Fractional control of photosynthesis by the QB protein, the cytochrome f/b 6 complex and other components of the photosynthesic apparatus.

In order to obtain information on fractional control of photosynthesis by individual catalysts, catalytic activities in photosynthetic electron transport and carbon metabolism were modified by the addition of inhibitors, and the effect on photosynthetic flux was measured using chloroplasts of Spinacia oleracea L. In thylakoids with coupled electron transport, light-limited electron flow to ferricyanide was largely controlled by the QB protein of the electron-transport chain. Fractional control by the cytochrome f/b 6 complex was insignificant under these conditions.

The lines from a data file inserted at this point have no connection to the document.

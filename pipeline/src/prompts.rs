//! Prompt builders for the sample, full and repair calls.

use std::fmt::Write;

use vocab_harvest_markup::MarkupHint;

use crate::profile::LanguageProfile;
use crate::repair::RepairAttempt;

/// Inclusion and exclusion rules shared by the sample and full passes.
pub const TAUGHT_VOCABULARY_RULES: [&str; 4] = [
    "Include a word only if the page presents it as taught vocabulary: a lesson, flashcard, glossary, word list, or an annotated term shown with its meaning",
    "Do not extract words that merely occur in ordinary prose",
    "Exclude navigation labels, menus, buttons, advertisements, and other UI text",
    "Exclude basic function words such as articles, conjunctions, prepositions, and pronouns",
];

fn format_example(profile: &LanguageProfile) -> String {
    format!(
        r#"{{"words":[{{"word":"agree","meaning":"meaning in {}"}}]}}"#,
        profile.target_name
    )
}

fn push_numbered<'a>(
    prompt: &mut String,
    start: usize,
    rules: impl IntoIterator<Item = &'a str>,
) -> usize {
    let mut number = start;
    for rule in rules {
        let _ = writeln!(prompt, "{number}. {rule}");
        number += 1;
    }
    number
}

/// Small sample prompt, optionally steered towards markup regions.
#[must_use]
pub fn sample_prompt(
    url: &str,
    profile: &LanguageProfile,
    limit: usize,
    hints: &[MarkupHint],
) -> String {
    let mut prompt = format!("{}\nURL: {url}\n\n", profile.extraction_prompt);
    let _ = writeln!(prompt, "{}", profile.extraction_note);
    let _ = writeln!(prompt, "{}\n", format_example(profile));

    prompt.push_str("Extraction rules:\n");
    let sample_limit = format!("Extract only the first {limit} entries as a sample");
    let next = push_numbered(
        &mut prompt,
        1,
        [
            "Extract vocabulary word and meaning pairs from tables, lists, or content on the site",
            sample_limit.as_str(),
            "Focus ONLY on words that are directly relevant to the main topic of the site",
            "Prioritize specialized terminology, key concepts, and characteristic expressions",
        ],
    );
    let next = push_numbered(&mut prompt, next, TAUGHT_VOCABULARY_RULES);
    let mut closing = vec![
        "Each entry must contain both \"word\" and \"meaning\"",
        "Return pure JSON only (no markdown or explanations)",
        "Exclude incomplete entries",
        "Extract only words that actually exist on the site (don't create imaginary words)",
    ];
    if profile.auto_detect {
        closing.push(
            "The source language is auto-detect: identify the language and extract accordingly",
        );
    }
    push_numbered(&mut prompt, next, closing);

    if !hints.is_empty() {
        prompt.push_str(
            "\nFocus extraction on content within these regions of the page (CSS selectors):\n",
        );
        for hint in hints {
            let _ = writeln!(prompt, "- {}", hint.selector);
        }
    }

    prompt
}

/// Large-budget prompt asking for the complete vocabulary set.
#[must_use]
pub fn full_prompt(url: &str, profile: &LanguageProfile) -> String {
    let mut prompt = format!(
        "{} Extract ALL vocabulary words and their meanings from the following URL and return in pure JSON format.\nURL: {url}\n\n",
        profile.extraction_prompt
    );
    let _ = writeln!(prompt, "{}", profile.extraction_note);
    let _ = writeln!(prompt, "{}\n", format_example(profile));

    prompt.push_str("Extraction rules:\n");
    let next = push_numbered(&mut prompt, 1, profile.extraction_rules.iter().copied());
    push_numbered(&mut prompt, next, TAUGHT_VOCABULARY_RULES);

    prompt.push_str("\nTechnical instructions:\n");
    for instruction in profile.technical_instructions {
        let _ = writeln!(prompt, "- {instruction}");
    }

    prompt
}

/// Truncates to `max_chars` characters, marking the cut with `...`.
#[must_use]
pub fn truncate_chars(text: &str, max_chars: usize) -> String {
    match text.char_indices().nth(max_chars) {
        Some((cut, _)) => format!("{}...", &text[..cut]),
        None => text.to_string(),
    }
}

/// Repair prompt for one attempt.
///
/// From the second attempt on, the previous rejection is fed back with the
/// attempt counter so the model can correct course.
#[must_use]
pub fn repair_prompt(
    profile: &LanguageProfile,
    candidate: &str,
    attempt: usize,
    max_attempts: usize,
    previous: Option<&RepairAttempt>,
) -> String {
    let mut prompt = format!("{}\n\n{}\n\n", profile.repair_prompt, profile.repair_note);
    prompt.push_str(r#"{"words":[{"word":"example","meaning":"meaning in target language"}]}"#);
    prompt.push_str("\n\nRepair rules:\n");
    push_numbered(&mut prompt, 1, profile.repair_rules.iter().copied());

    if let Some(previous) = previous {
        let _ = write!(
            prompt,
            "\nAttempt {attempt}/{max_attempts}: the previous repair was rejected.\n"
        );
        if let crate::repair::RepairOutcome::Failure { reason } = &previous.outcome {
            let _ = writeln!(prompt, "Reason: {reason}");
        }
        if !previous.response_text.is_empty() {
            let _ = writeln!(
                prompt,
                "Previous response (first 500 chars):\n{}",
                truncate_chars(&previous.response_text, 500)
            );
        }
    }

    let _ = write!(prompt, "\n{}\n{candidate}", profile.incomplete_label);
    prompt
}
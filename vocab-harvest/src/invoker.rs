//! Rig-backed implementation of the pipeline's model seam.

use std::time::Duration;

use async_trait::async_trait;
use rig::completion::message::AssistantContent;
use rig::completion::CompletionModel;
use rig::OneOrMany;
use vocab_harvest_pipeline::model::{ModelError, TextModel};

/// Sends prompts through any Rig `CompletionModel` with fixed sampling.
///
/// No retries here: the pipeline decides when a second call is useful.
#[derive(Clone)]
pub struct RigInvoker<M> {
    model: M,
    temperature: f64,
    timeout: Duration,
}

impl<M: CompletionModel> RigInvoker<M> {
    /// Wraps `model`, sending `temperature` with every request and giving up
    /// on a call after `timeout`.
    #[must_use]
    pub const fn new(model: M, temperature: f64, timeout: Duration) -> Self {
        Self {
            model,
            temperature,
            timeout,
        }
    }

    /// The wrapped Rig model.
    #[must_use]
    pub const fn model(&self) -> &M {
        &self.model
    }
}

#[async_trait]
impl<M: CompletionModel> TextModel for RigInvoker<M> {
    async fn generate(&self, prompt: &str, max_output_tokens: u64) -> Result<String, ModelError> {
        let request = self
            .model
            .completion_request(prompt.to_string())
            .temperature(self.temperature)
            .max_tokens(max_output_tokens);

        let response = tokio::time::timeout(self.timeout, request.send())
            .await
            .map_err(|_| {
                ModelError::new(format!(
                    "model call timed out after {}s",
                    self.timeout.as_secs()
                ))
            })?
            .map_err(|e| ModelError::new(e.to_string()))?;

        let text = collect_text(&response.choice);
        tracing::debug!(
            prompt_chars = char_count(prompt),
            response_chars = char_count(&text),
            max_output_tokens,
            "completion received"
        );
        Ok(text)
    }
}

// Unicode scalar values, not bytes.
fn char_count(text: &str) -> usize {
    text.chars().count()
}

/// Concatenates the text parts of an assistant turn, ignoring tool calls and
/// reasoning.
fn collect_text(choice: &OneOrMany<AssistantContent>) -> String {
    choice
        .iter()
        .filter_map(|content| match content {
            AssistantContent::Text(text) => Some(text.text.as_str()),
            _ => None,
        })
        .collect()
}

#[cfg(test)]
mod tests {
    use super::*;

    #[test]
    fn test_collect_text_joins_text_parts() {
        let choice = OneOrMany::many(vec![
            AssistantContent::text("{\"words\":["),
            AssistantContent::text("]}"),
        ])
        .unwrap();

        assert_eq!(collect_text(&choice), "{\"words\":[]}");
    }

    #[test]
    fn test_char_count_is_not_byte_length() {
        assert_eq!(char_count("走る"), 2);
        assert_eq!(char_count("d'accord"), 8);
        assert_eq!(char_count(""), 0);
    }

    #[test]
    fn test_collect_text_single_part() {
        let choice = OneOrMany::one(AssistantContent::text("hola"));
        assert_eq!(collect_text(&choice), "hola");
    }
}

Control by the cytochrome f/b 6 complex dominated at high energy fluence rates where the contribution to control of the QB protein was very small. Uncoupling shifted control from the cytochrome f/b 6 complex to the QB protein. Control of electron flow was more complex in assimilating chloroplasts than in thylakoids. The contributions of the cytochrome f/b 6 complex and of the QB protein to control were smaller in intact chloroplasts than in thylakoids. Thus, even though the transit time for an electron through the electron-transport chain may be below 5 ms in leaves, oxidation of plastohydroquinone was only partially responsible for limiting photosynthesis under conditions of light and CO2 saturation. The energy fluence rate influenced control coefficients. Fractional control of photosynthesis by the ATP synthetase, the cytochrome f/b 6 complex and by ribulose-1,5-bisphosphate carboxylase increased with increasing fluence rates, whereas the contributions of the QB protein and of enzymes sensitive to SH-blocking agents decreased. The results show that the burdens of control are borne by several components of the photosynthetic apparatus, and that burdens are shifted as conditions for photosynthesis change.